TASK GOAL –
For the listing beneath, state how many lines contain the string "tests". Give the number by itself.

INFORMATION –
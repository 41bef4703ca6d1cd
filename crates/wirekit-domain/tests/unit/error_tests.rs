//! Unit tests for domain error types

use wirekit_domain::Error;

#[test]
fn test_unresolved_parameter_names_parameter_and_service() {
    let error = Error::unresolved_parameter("missing.key", "svc/a");
    let display = error.to_string();
    assert!(display.contains("missing.key"));
    assert!(display.contains("svc/a"));
}

#[test]
fn test_unresolved_external_module_keeps_cause() {
    let error = Error::unresolved_external_module("lodash", "not installed".to_string());
    let source = std::error::Error::source(&error).expect("cause attached");
    assert_eq!(source.to_string(), "not installed");
}

#[test]
fn test_schema_validation_lists_diagnostics() {
    let error = Error::schema_validation(
        "framework",
        vec!["first problem".to_string(), "second problem".to_string()],
    );
    let display = error.to_string();
    assert!(display.contains("framework"));
    assert!(display.contains("first problem; second problem"));
}

#[test]
fn test_circular_dependency_display() {
    let error = Error::CircularDependency {
        path: vec!["a".to_string(), "b".to_string(), "a".to_string()],
    };
    assert!(error.to_string().ends_with("a -> b -> a"));
}

#[test]
fn test_bootstrap_root_unwraps_nested_errors() {
    let inner = Error::unresolved_parameter("missing.key", "svc/a");
    let error = Error::bootstrap("services.json", Error::bootstrap("svc/a", inner));

    assert!(error.to_string().contains("services.json"));
    match error.root() {
        Error::UnresolvedParameter { name, .. } => assert_eq!(name, "missing.key"),
        other => panic!("Expected UnresolvedParameter, got {other:?}"),
    }
}

#[test]
fn test_root_of_plain_error_is_itself() {
    let error = Error::missing_controller("no controller");
    assert!(matches!(error.root(), Error::MissingController { .. }));
}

EXERCISE RESPONSE –
2